North Korea was removed from the list of state sponsors of terrorism on October 11, 2008. KCNA and the Associated Press signed two still-undisclosed memoranda of agreement in 2011, under which they agreed to cooperate in their reporting of “news” from North Korea.
Thankfully, Pyongyang still hasn’t learned that the best way to censor speech in America is violence — say, summoning mobs into the streets, sacking our embassies, and killing our diplomats. Do that, and our President will go on TV to apologize to the mobs for the very existence of free speech, we’ll jail the heretics who offend you, and our own government will be your vicarious censor. (This is the real Benghazi scandal — and the Republicans can’t see that.)
As with the U.N.’s greater interest in objectively lesser crises, parodies of North Korea also raise the question of double standards. Can you imagine someone making a spoof film about Syria, the Democratic Republic of Congo, or even Gaza? (Not that anyone should.) How many decades passed before a film like “Inglorious Basterds” could be made?

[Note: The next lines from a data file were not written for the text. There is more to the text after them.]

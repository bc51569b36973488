use failure::format_err;
use ndarray::prelude::*;
use ndarray::concatenate;

use crate::configurations::LogRegConfig;
use crate::errors::*;

/// The multiclass probability estimates are derived from binary (one-vs.-rest)
/// estimates
pub struct MulticlassLogisticRegression {
    /// matrix with shape (f + 1, c), the first row being the intercept
    /// ------------------------
    ///
    /// - f = number of features
    /// - c = number of classes
    weights: Array2<f32>,
}

impl MulticlassLogisticRegression {
    fn nb_features(&self) -> usize {
        // without intercept
        self.weights.dim().0 - 1
    }

    fn nb_classes(&self) -> usize {
        self.weights.dim().1
    }
}

impl MulticlassLogisticRegression {
    pub fn new(intercept: Array1<f32>, weights: Array2<f32>) -> Result<Self> {
        let nb_classes = intercept.dim();
        if weights.dim().1 != nb_classes {
            return Err(format_err!(
                "Expected {} classes in weights but found {}",
                nb_classes,
                weights.dim().1
            ));
        }
        let reshaped_intercept = intercept.into_shape((1, nb_classes))?;
        let weights_with_intercept =
            concatenate(Axis(0), &[reshaped_intercept.view(), weights.view()])?;
        Ok(Self {
            weights: weights_with_intercept,
        })
    }

    /// Batch gradient descent on the one-vs-rest log loss, with L2 penalty
    /// on the coefficients
    pub fn fit(
        features: &Array2<f32>,
        labels: &[usize],
        nb_classes: usize,
        config: &LogRegConfig,
    ) -> Result<Self> {
        let (nb_samples, nb_features) = features.dim();
        if nb_samples != labels.len() {
            return Err(format_err!(
                "Found {} labels for {} samples",
                labels.len(),
                nb_samples
            ));
        }
        let mut targets = Array2::<f32>::zeros((nb_samples, nb_classes));
        for (sample, label) in labels.iter().enumerate() {
            targets[[sample, *label]] = 1.0;
        }
        let with_intercept = concatenate(
            Axis(1),
            &[Array2::<f32>::ones((nb_samples, 1)).view(), features.view()],
        )?;
        let mut weights = Array2::<f32>::zeros((nb_features + 1, nb_classes));
        for _ in 0..config.nb_iterations {
            let mut errors = with_intercept.dot(&weights);
            errors.mapv_inplace(logit);
            errors -= &targets;
            let mut gradient = with_intercept.t().dot(&errors) / nb_samples.max(1) as f32;
            let mut penalty = weights.clone() * config.l2_penalty;
            penalty.row_mut(0).fill(0.0);
            gradient += &penalty;
            weights.scaled_add(-config.learning_rate, &gradient);
        }
        Ok(Self { weights })
    }

    pub fn run(&self, features: &ArrayView1<f32>) -> Result<Array1<f32>> {
        if features.dim() != self.nb_features() {
            return Err(format_err!(
                "Expected {} features but found {}",
                self.nb_features(),
                features.dim()
            ));
        }
        let mut result = self.weights.slice(s![1.., ..]).t().dot(features);
        result += &self.weights.row(0);
        result.mapv_inplace(logit);
        Ok(result)
    }

    pub fn intercept(&self) -> Vec<f32> {
        self.weights.row(0).to_vec()
    }

    /// One row of coefficients per class
    pub fn coeffs(&self) -> Vec<Vec<f32>> {
        self.weights
            .slice(s![1.., ..])
            .t()
            .outer_iter()
            .map(|class_coeffs| class_coeffs.to_vec())
            .collect()
    }

    pub fn classes_count(&self) -> usize {
        self.nb_classes()
    }
}

fn logit(x: f32) -> f32 {
    1. / (1. + (-x).exp())
}

#[cfg(test)]
mod tests {
    use super::*;
    use crate::testutils::assert_epsilon_eq_array1;
    use ndarray::array;

    #[test]
    fn multiclass_logistic_regression_works() {
        // Given
        let intercept = array![0.98, 0.32, -0.76];
        let weights = array![
            [2.5, -0.6, 0.5],
            [1.2, 1.2, -2.7],
            [1.5, 0.1, -3.2],
            [-0.9, 1.4, 1.8]
        ];

        let features = array![0.4, -2.3, 1.9, 1.3];
        let regression = MulticlassLogisticRegression::new(intercept, weights).unwrap();

        // When
        let predictions = regression.run(&features.view()).unwrap();

        // Then
        let expected_predictions = array![0.7109495, 0.3384968, 0.8710191];
        assert_epsilon_eq_array1(&predictions, &expected_predictions, 1e-06);
    }

    #[test]
    fn run_checks_features_dimension() {
        let regression =
            MulticlassLogisticRegression::new(array![0.1, 0.2], array![[1.0, 2.0]]).unwrap();
        assert!(regression.run(&array![1.0, 2.0].view()).is_err());
    }

    #[test]
    fn fit_separates_classes() {
        // Given
        let features = array![[1.0, 0.0], [0.9, 0.1], [0.0, 1.0], [0.1, 0.8]];
        let labels = vec![0, 0, 1, 1];

        // When
        let regression =
            MulticlassLogisticRegression::fit(&features, &labels, 2, &LogRegConfig::default())
                .unwrap();
        let first = regression.run(&array![1.0, 0.0].view()).unwrap();
        let second = regression.run(&array![0.0, 1.0].view()).unwrap();

        // Then
        assert_eq!(2, regression.classes_count());
        assert!(first[0] > first[1]);
        assert!(second[1] > second[0]);
    }

    #[test]
    fn coefficients_are_exported_per_class() {
        // Given
        let intercept = array![0.5, -0.5];
        let weights = array![[1.0, 2.0], [3.0, 4.0], [5.0, 6.0]];

        // When
        let regression = MulticlassLogisticRegression::new(intercept, weights).unwrap();

        // Then
        assert_eq!(vec![0.5, -0.5], regression.intercept());
        assert_eq!(
            vec![vec![1.0, 3.0, 5.0], vec![2.0, 4.0, 6.0]],
            regression.coeffs()
        );
    }
}
impl AveragedPerceptron {
    fn new(nb_rows: usize, nb_labels: usize) -> Self {
        let size = nb_rows * nb_labels + nb_labels * nb_labels + nb_labels;
        Self {
            nb_labels,
            nb_rows,
            weights: vec![0.0; size],
            totals: vec![0.0; size],
            timestamps: vec![0; size],
            step: 0,
        }
    }

    fn tick(&mut self) {
        self.step += 1;
    }

    fn emission_index(&self, row: usize, label: usize) -> usize {
        row * self.nb_labels + label
    }

    fn transition_index(&self, previous: usize, label: usize) -> usize {
        self.nb_rows * self.nb_labels + previous * self.nb_labels + label
    }

    fn initial_index(&self, label: usize) -> usize {
        self.nb_rows * self.nb_labels + self.nb_labels * self.nb_labels + label
    }

    fn emissions(&self, features: &[Vec<usize>]) -> Vec<Vec<f64>> {
        features
            .iter()
            .map(|rows| {
                (0..self.nb_labels)
                    .map(|label| {
                        rows.iter()
                            .map(|row| self.weights[self.emission_index(*row, label)])
                            .sum()
                    })
                    .collect()
            })
            .collect()
    }

    fn chain_weights(&self) -> (Vec<f64>, Vec<Vec<f64>>) {
        let initial = (0..self.nb_labels)
            .map(|label| self.weights[self.initial_index(label)])
            .collect();
        let transitions = (0..self.nb_labels)
            .map(|previous| {
                (0..self.nb_labels)
                    .map(|label| self.weights[self.transition_index(previous, label)])
                    .collect()
            })
            .collect();
        (initial, transitions)
    }

    fn add(&mut self, index: usize, delta: f64) {
        self.totals[index] += (self.step - self.timestamps[index]) as f64 * self.weights[index];
        self.timestamps[index] = self.step;
        self.weights[index] += delta;
    }

    fn update(&mut self, features: &[Vec<usize>], gold: &[usize], predicted: &[usize]) {
        for t in 0..gold.len() {
            if gold[t] != predicted[t] {
                for row in features[t].iter() {
                    self.add(self.emission_index(*row, gold[t]), 1.0);
                    self.add(self.emission_index(*row, predicted[t]), -1.0);
                }
            }
            if t == 0 {
                if gold[0] != predicted[0] {
                    self.add(self.initial_index(gold[0]), 1.0);
                    self.add(self.initial_index(predicted[0]), -1.0);
                }
            } else if (gold[t - 1], gold[t]) != (predicted[t - 1], predicted[t]) {
                self.add(self.transition_index(gold[t - 1], gold[t]), 1.0);
                self.add(self.transition_index(predicted[t - 1], predicted[t]), -1.0);
            }
        }
    }

    fn averaged(mut self) -> (Vec<f64>, Vec<Vec<f64>>, Vec<Vec<f64>>) {
        let step = self.step.max(1);
        for index in 0..self.weights.len() {
            self.totals[index] += (step - self.timestamps[index]) as f64 * self.weights[index];
            self.timestamps[index] = step;
            self.weights[index] = self.totals[index] / step as f64;
        }
        let (initial, transitions) = self.chain_weights();
        let emissions = (0..self.nb_rows)
            .map(|row| {
                (0..self.nb_labels)
                    .map(|label| self.weights[self.emission_index(row, label)])
                    .collect()
            })
            .collect();
        (initial, transitions, emissions)
    }
}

This isn’t to say that North Korea shouldn’t be parodied (it should be), or even that the parodies must be tasteful (the good ones seldom are). What I suppose I am saying is that artistic judgments are balancing tests that weigh what makes a work distasteful against what makes it important. I struggled with that balance in my judgments of films like “Borat” (very funny and thought-provoking, but even more distasteful) and “Team America” (distasteful, but funny and profanely profound). The moral risks of failing that test are greater if the work’s effect is to blunt our sense of outrage.
The truth, of course, is that Justice Kirby deserves the Nobel Prize, and deserves to be the subject of a serious nomination campaign for both himself and his fellow Commissioners. Perhaps that campaign would give one of our world’s great institutions, or their so-called leaders, a small twinge of responsibility to act.
If, in the end, the world is only capable of answering tragedy with farce, it least it should be good farce. It ought to be better a better farce than “Diplomats,” and diplomats.